▶ Prompt: Verbatim output of the full listing is required.

------------------------------------------------------------

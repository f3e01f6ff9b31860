//! Rasterization of a decoded quadtree.

use crate::constants::MAX_SAMPLE_VALUE;
use crate::error::QtcError;
use crate::image::GrayImage;
use crate::qtc::quadtree::Quadtree;

/// Paints the tree back into pixels.
///
/// Walks down to the leaves; children of a uniform parent all carry the
/// parent's mean, so leaf-based traversal and early stopping paint the
/// same raster.
pub fn render_image(tree: &Quadtree) -> Result<GrayImage, QtcError> {
    let width = tree.width();
    let mut image = GrayImage::new(width, width, MAX_SAMPLE_VALUE)?;
    paint_block(tree, &mut image, 0, 0, 0, width);
    Ok(image)
}

fn paint_block(tree: &Quadtree, image: &mut GrayImage, index: usize, x: usize, y: usize, size: usize) {
    if tree.is_leaf(index) {
        image.pixels[y * image.width + x] = tree.node(index).mean;
        return;
    }
    let child_size = size / 2;
    paint_block(tree, image, 4 * index + 1, x, y, child_size);
    paint_block(tree, image, 4 * index + 2, x + child_size, y, child_size);
    paint_block(tree, image, 4 * index + 3, x + child_size, y + child_size, child_size);
    paint_block(tree, image, 4 * index + 4, x, y + child_size, child_size);
}

#[cfg(test)]
mod tests {
    use super::*;
    use crate::qtc::builder::build_quadtree;

    fn round_trip_pixels(width: usize, pixels: Vec<u8>) -> Vec<u8> {
        let image = GrayImage::from_pixels(width, width, 255, pixels).unwrap();
        let tree = build_quadtree(&image).unwrap();
        render_image(&tree).unwrap().pixels
    }

    #[test]
    fn painting_inverts_building() {
        let pixels: Vec<u8> = (0..64).map(|i| (i * 5 % 256) as u8).collect();
        assert_eq!(round_trip_pixels(8, pixels.clone()), pixels);
    }

    #[test]
    fn single_pixel_is_painted() {
        assert_eq!(round_trip_pixels(1, vec![128]), vec![128]);
    }

    #[test]
    fn quadrants_land_in_clockwise_order() {
        assert_eq!(round_trip_pixels(2, vec![1, 2, 3, 4]), vec![1, 2, 3, 4]);
    }
}
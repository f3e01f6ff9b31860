//! QTC codec: quadtree decomposition, lossy filtering, bit-level
//! serialization, and the derived renderings.
//!
//! Pipeline: a square power-of-two raster goes through [`build_quadtree`],
//! optionally [`filter_quadtree`], then [`encode`]; the inverse path is
//! [`decode`] followed by [`render_image`]. [`render_grid`] visualizes the
//! decomposition either side produced.

pub mod builder;
pub mod decoder;
pub mod encoder;
pub mod filter;
pub mod grid;
pub mod painter;
pub mod quadtree;

pub use builder::build_quadtree;
pub use decoder::decode;
pub use encoder::encode;
pub use filter::filter_quadtree;
pub use grid::render_grid;
pub use painter::render_image;
pub use quadtree::{Node, Quadtree};
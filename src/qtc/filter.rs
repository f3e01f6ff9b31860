//! Variance-driven lossy pruning.

use crate::error::QtcError;
use crate::qtc::quadtree::Quadtree;

/// Collapses low-variance subtrees in place.
///
/// The threshold starts at `mean_variance / max_variance` at the root and
/// is multiplied by `alpha` at every descent. A node becomes uniform when
/// all four children ended up uniform and its own variance does not exceed
/// the threshold; only `uniform` and `epsilon` change, the stored means
/// are untouched (the encoder simply skips the collapsed subtree).
pub fn filter_quadtree(tree: &mut Quadtree, alpha: f64) -> Result<(), QtcError> {
    if !(alpha > 0.0) {
        return Err(QtcError::InvalidAlpha);
    }
    // A tree without variance is already maximally uniform.
    let sigma = if tree.max_variance > 0.0 {
        tree.mean_variance / tree.max_variance
    } else {
        0.0
    };
    filter_node(tree, 0, sigma, alpha);
    tracing::debug!(alpha, sigma, "lossy filter applied");
    Ok(())
}

fn filter_node(tree: &mut Quadtree, index: usize, sigma: f64, alpha: f64) -> bool {
    // Leaves are uniform after build, so recursion stops at them too.
    if tree.node(index).uniform {
        return true;
    }
    let mut uniform_children = 0;
    for k in 1..=4 {
        let child = tree.child(index, k);
        if filter_node(tree, child, sigma * alpha, alpha) {
            uniform_children += 1;
        }
    }
    if uniform_children < 4 || tree.node(index).variance > sigma {
        return false;
    }
    let node = tree.node_mut(index);
    node.epsilon = 0;
    node.uniform = true;
    true
}
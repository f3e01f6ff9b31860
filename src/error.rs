use thiserror::Error;

#[derive(Error, Debug, Clone, Copy, PartialEq, Eq)]
pub enum QtcError {
    #[error("Not enough memory")]
    NotEnoughMemory,
    #[error("Image side must be a positive power of two")]
    InvalidDimensions,
    #[error("Pixel value exceeds the declared maximum")]
    InvalidPixel,
    #[error("Alpha must be strictly positive")]
    InvalidAlpha,
    #[error("Bit stream exhausted")]
    Underflow,
    #[error("Declared quadtree depth is inconsistent with the payload")]
    MalformedHeader,
    #[error("Unsupported file format")]
    UnsupportedFormat,
    #[error("Malformed PGM header")]
    MalformedPgmHeader,
    #[error("Malformed QTC container")]
    MalformedContainer,
}
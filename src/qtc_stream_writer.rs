//! QTC container writer: magic line, metadata comments, raw bit payload.

use chrono::Local;

use crate::constants::QTC_MAGIC;

/// Wraps an encoded payload (the `levels` byte plus the packed body) in a
/// `Q1` container.
///
/// The header carries two comment lines: the compression date and the
/// compression rate, both produced at write time. The rate compares the
/// body bits (the `levels` byte is not counted) against the `W²·8` bits of
/// the source raster.
pub fn write_container(payload: &[u8], levels: usize) -> Vec<u8> {
    let rate = compression_rate(payload.len(), levels);
    let date = Local::now().format("%a %b %e %H:%M:%S %Y");

    let mut out = Vec::with_capacity(payload.len() + 96);
    out.extend_from_slice(QTC_MAGIC);
    out.push(b'\n');
    out.extend_from_slice(format!("# Compression date : {date}\n").as_bytes());
    out.extend_from_slice(format!("# Compression rate {rate:.2}%\n").as_bytes());
    out.extend_from_slice(payload);
    tracing::debug!(bytes = payload.len(), rate, "container written");
    out
}

fn compression_rate(payload_bytes: usize, levels: usize) -> f64 {
    let source_bits = (1usize << (2 * levels)) * 8;
    let body_bits = payload_bytes * 8 - 8;
    100.0 * body_bits as f64 / source_bits as f64
}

------------------------------------------------------------

▶ Your response:
repository f3e01f6ff9b31860
//! Rasterization of a decoded quadtree.

use crate::constants::MAX_SAMPLE_VALUE;
use crate::error::QtcError;
use crate::image::GrayImage;
use crate::qtc::quadtree::Quadtree;

/// Paints the tree back into pixels.
///
/// Walks down to the leaves; children of a uniform parent all carry the
/// parent's mean, so leaf-based traversal and early stopping paint the
/// same raster.
pub fn render_image(tree: &Quadtree) -> Result<GrayImage, QtcError> {
    let width = tree.width();
    let mut image = GrayImage::new(width, width, MAX_SAMPLE_VALUE)?;
    paint_block(tree, &mut image, 0, 0, 0, width);
    Ok(image)
}

fn paint_block(tree: &Quadtree, image: &mut GrayImage, index: usize, x: usize, y: usize, size: usize) {
    if tree.is_leaf(index) {
        image.pixels[y * image.width + x] = tree.node(index).mean;
        return;
    }
    let child_size = size / 2;
    paint_block(tree, image, 4 * index + 1, x, y, child_size);
    paint_block(tree, image, 4 * index + 2, x + child_size, y, child_size);
    paint_block(tree, image, 4 * index + 3, x + child_size, y + child_size, child_size);
    paint_block(tree, image, 4 * index + 4, x, y + child_size, child_size);
}

#[cfg(test)]
mod tests {
    use super::*;
    use crate::qtc::builder::build_quadtree;

    fn round_trip_pixels(width: usize, pixels: Vec<u8>) -> Vec<u8> {
        let image = GrayImage::from_pixels(width, width, 255, pixels).unwrap();
        let tree = build_quadtree(&image).unwrap();
        render_image(&tree).unwrap().pixels
    }

    #[test]
    fn painting_inverts_building() {
        let pixels: Vec<u8> = (0..64).map(|i| (i * 5 % 256) as u8).collect();
        assert_eq!(round_trip_pixels(8, pixels.clone()), pixels);
    }

    #[test]
    fn single_pixel_is_painted() {
        assert_eq!(round_trip_pixels(1, vec![128]), vec![128]);
    }

    #[test]
    fn quadrants_land_in_clockwise_order() {
        assert_eq!(round_trip_pixels(2, vec![1, 2, 3, 4]), vec![1, 2, 3, 4]);
    }
}
repository f3e01f6ff9b31860
//! QTC codec: quadtree decomposition, lossy filtering, bit-level
//! serialization, and the derived renderings.
//!
//! Pipeline: a square power-of-two raster goes through [`build_quadtree`],
//! optionally [`filter_quadtree`], then [`encode`]; the inverse path is
//! [`decode`] followed by [`render_image`]. [`render_grid`] visualizes the
//! decomposition either side produced.

pub mod builder;
pub mod decoder;
pub mod encoder;
pub mod filter;
pub mod grid;
pub mod painter;
pub mod quadtree;

pub use builder::build_quadtree;
pub use decoder::decode;
pub use encoder::encode;
pub use filter::filter_quadtree;
pub use grid::render_grid;
pub use painter::render_image;
pub use quadtree::{Node, Quadtree};
filename src/qtc/filter.rs
repository f3e01f6ff9b31860
//! Variance-driven lossy pruning.

use crate::error::QtcError;
use crate::qtc::quadtree::Quadtree;

/// Collapses low-variance subtrees in place.
///
/// The threshold starts at `mean_variance / max_variance` at the root and
/// is multiplied by `alpha` at every descent. A node becomes uniform when
/// all four children ended up uniform and its own variance does not exceed
/// the threshold; only `uniform` and `epsilon` change, the stored means
/// are untouched (the encoder simply skips the collapsed subtree).
pub fn filter_quadtree(tree: &mut Quadtree, alpha: f64) -> Result<(), QtcError> {
    if !(alpha > 0.0) {
        return Err(QtcError::InvalidAlpha);
    }
    // A tree without variance is already maximally uniform.
    let sigma = if tree.max_variance > 0.0 {
        tree.mean_variance / tree.max_variance
    } else {
        0.0
    };
    filter_node(tree, 0, sigma, alpha);
    tracing::debug!(alpha, sigma, "lossy filter applied");
    Ok(())
}

fn filter_node(tree: &mut Quadtree, index: usize, sigma: f64, alpha: f64) -> bool {
    // Leaves are uniform after build, so recursion stops at them too.
    if tree.node(index).uniform {
        return true;
    }
    let mut uniform_children = 0;
    for k in 1..=4 {
        let child = tree.child(index, k);
        if filter_node(tree, child, sigma * alpha, alpha) {
            uniform_children += 1;
        }
    }
    if uniform_children < 4 || tree.node(index).variance > sigma {
        return false;
    }
    let node = tree.node_mut(index);
    node.epsilon = 0;
    node.uniform = true;
    true
}
repository f3e01f6ff9b31860
filename src/error.rs
use thiserror::Error;

#[derive(Error, Debug, Clone, Copy, PartialEq, Eq)]
pub enum QtcError {
    #[error("Not enough memory")]
    NotEnoughMemory,
    #[error("Image side must be a positive power of two")]
    InvalidDimensions,
    #[error("Pixel value exceeds the declared maximum")]
    InvalidPixel,
    #[error("Alpha must be strictly positive")]
    InvalidAlpha,
    #[error("Bit stream exhausted")]
    Underflow,
    #[error("Declared quadtree depth is inconsistent with the payload")]
    MalformedHeader,
    #[error("Unsupported file format")]
    UnsupportedFormat,
    #[error("Malformed PGM header")]
    MalformedPgmHeader,
    #[error("Malformed QTC container")]
    MalformedContainer,
}
filename src/qtc_stream_writer.rs
//! QTC container writer: magic line, metadata comments, raw bit payload.

use chrono::Local;

use crate::constants::QTC_MAGIC;

/// Wraps an encoded payload (the `levels` byte plus the packed body) in a
/// `Q1` container.
///
/// The header carries two comment lines: the compression date and the
/// compression rate, both produced at write time. The rate compares the
/// body bits (the `levels` byte is not counted) against the `W²·8` bits of
/// the source raster.
pub fn write_container(payload: &[u8], levels: usize) -> Vec<u8> {
    let rate = compression_rate(payload.len(), levels);
    let date = Local::now().format("%a %b %e %H:%M:%S %Y");

    let mut out = Vec::with_capacity(payload.len() + 96);
    out.extend_from_slice(QTC_MAGIC);
    out.push(b'\n');
    out.extend_from_slice(format!("# Compression date : {date}\n").as_bytes());
    out.extend_from_slice(format!("# Compression rate {rate:.2}%\n").as_bytes());
    out.extend_from_slice(payload);
    tracing::debug!(bytes = payload.len(), rate, "container written");
    out
}

fn compression_rate(payload_bytes: usize, levels: usize) -> f64 {
    let source_bits = (1usize << (2 * levels)) * 8;
    let body_bits = payload_bytes * 8 - 8;
    100.0 * body_bits as f64 / source_bits as f64
}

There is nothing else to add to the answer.